Multiplying $\text{softmax}(QK^T)$ with $V$ is the **retrieval** step, where we retrieve a weighted sum of the elements in $V$.

In the following tasks we will learn how to actually apply this principle to look up and retrieve data in a small database of images.

## 1. Data download
We will be using the MNIST dataset.

In [None]:
import numpy as np
import matplotlib.pyplot as plt

import torch
import torch.nn as nn
from torch import optim
import torchvision.datasets as datasets
import torchvision.transforms as transforms
import torchvision
import torch.utils.data.dataloader as dataloader

import torch.nn.functional as F

from tqdm.notebook import trange, tqdm

In [None]:
# Define the root directory of the dataset
data_set_root = "."

# Define transformations to be applied to the dataset
transform = transforms.Compose([
    transforms.ToTensor(),  # Convert images to PyTorch tensors
    transforms.Normalize([0.5], [0.5])  # Normalize image data with mean 0.5 and standard deviation 0.5
])

# Load the MNIST dataset
dataset = datasets.MNIST(data_set_root, train=True, download=True, transform=transform);

## 2. Create database of images
Here, we build a small "database" of 100 randomly selected images. After that we will use attention to look up and retrieve samples from the database.

In [None]:
# Make it deterministic
torch.manual_seed(42)

# Specify the number of examples to select randomly
num_of_examples = 100

# Randomly select indices from the dataset
rand_perm = torch.randperm(dataset.data.shape[0])[:num_of_examples]

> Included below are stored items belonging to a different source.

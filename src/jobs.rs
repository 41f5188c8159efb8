use std::fmt;

use nix::errno::Errno;
use nix::sys::signal::Signal;
use nix::sys::wait::{waitpid, WaitStatus};
use nix::unistd::Pid;
use tracing::{debug, warn};

use crate::config::PrimaryStage;
use crate::errors::ShellError;

#[derive(Debug, Clone, Copy, PartialEq, Eq)]
pub enum ExitState {
    Exited(i32),
    Signaled(Signal),
}

impl ExitState {
    pub fn success(&self) -> bool {
        matches!(self, ExitState::Exited(0))
    }

    pub fn code(&self) -> Option<i32> {
        match self {
            ExitState::Exited(code) => Some(*code),
            ExitState::Signaled(_) => None,
        }
    }
}

impl fmt::Display for ExitState {
    fn fmt(&self, f: &mut fmt::Formatter<'_>) -> fmt::Result {
        match self {
            ExitState::Exited(code) => write!(f, "exited with code {code}"),
            ExitState::Signaled(sig) => write!(f, "terminated by signal {}", sig.as_str()),
        }
    }
}

/// A child started for one pipeline stage.
#[derive(Debug, Clone)]
pub struct SpawnedProcess {
    pub pid: Pid,
    pub stage: usize,
    pub program: String,
    /// Unset until the child has been reaped.
    pub status: Option<ExitState>,
}

impl SpawnedProcess {
    pub fn new(pid: Pid, stage: usize, program: impl Into<String>) -> Self {
        Self {
            pid,
            stage,
            program: program.into(),
            status: None,
        }
    }
}

/// Index of the primary process among those actually started.
pub fn primary_index(processes: &[SpawnedProcess], policy: PrimaryStage) -> Option<usize> {
    if processes.is_empty() {
        return None;
    }
    match policy {
        PrimaryStage::First => Some(0),
        PrimaryStage::Last => Some(processes.len() - 1),
    }
}

#[derive(Debug)]
pub struct PipelineResult {
    processes: Vec<SpawnedProcess>,
    primary: Option<usize>,
}

impl PipelineResult {
    pub fn processes(&self) -> &[SpawnedProcess] {
        &self.processes
    }

    pub fn primary(&self) -> Option<&SpawnedProcess> {
        self.primary.map(|i| &self.processes[i])
    }

    pub fn primary_pid(&self) -> Option<Pid> {
        self.primary().map(|p| p.pid)
    }

    /// True when the primary process exited with status zero.
    pub fn success(&self) -> bool {
        self.primary()
            .and_then(|p| p.status)
            .is_some_and(|s| s.success())
    }

    pub fn all_reaped(&self) -> bool {
        self.processes.iter().all(|p| p.status.is_some())
    }
}

/// Block until every process has terminated. There is no timeout.
pub fn wait_all(mut processes: Vec<SpawnedProcess>, policy: PrimaryStage) -> PipelineResult {
    for process in processes.iter_mut() {
        match wait_one(process.pid) {
            Ok(state) => {
                debug!(pid = %process.pid, stage = process.stage, %state, "stage finished");
                process.status = Some(state);
            }
            Err(err) => warn!(pid = %process.pid, error = %err, "could not reap stage"),
        }
    }

    let primary = primary_index(&processes, policy);
    PipelineResult { processes, primary }
}

fn wait_one(pid: Pid) -> Result<ExitState, ShellError> {
    loop {
        match waitpid(pid, None) {
            Ok(WaitStatus::Exited(_, code)) => return Ok(ExitState::Exited(code)),
            Ok(WaitStatus::Signaled(_, sig, _)) => return Ok(ExitState::Signaled(sig)),
            // stop/continue notifications are not requested, but keep waiting if one shows up
            Ok(_) => continue,
            Err(Errno::EINTR) => continue,
            Err(err) => return Err(ShellError::Wait(err)),
        }
    }
}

# Extract and concatenate the images of randomly selected examples into a tensor
# These are the values from which we want to retrieve.
image_database = torch.cat([dataset.__getitem__(i)[0].reshape(1, -1) for i in rand_perm])

print("Shape of image_database", image_database.detach().numpy().shape)

The `image_database` has shape $100 \times 784$ and holds the 100 selected images, flattened into 784-length vectors.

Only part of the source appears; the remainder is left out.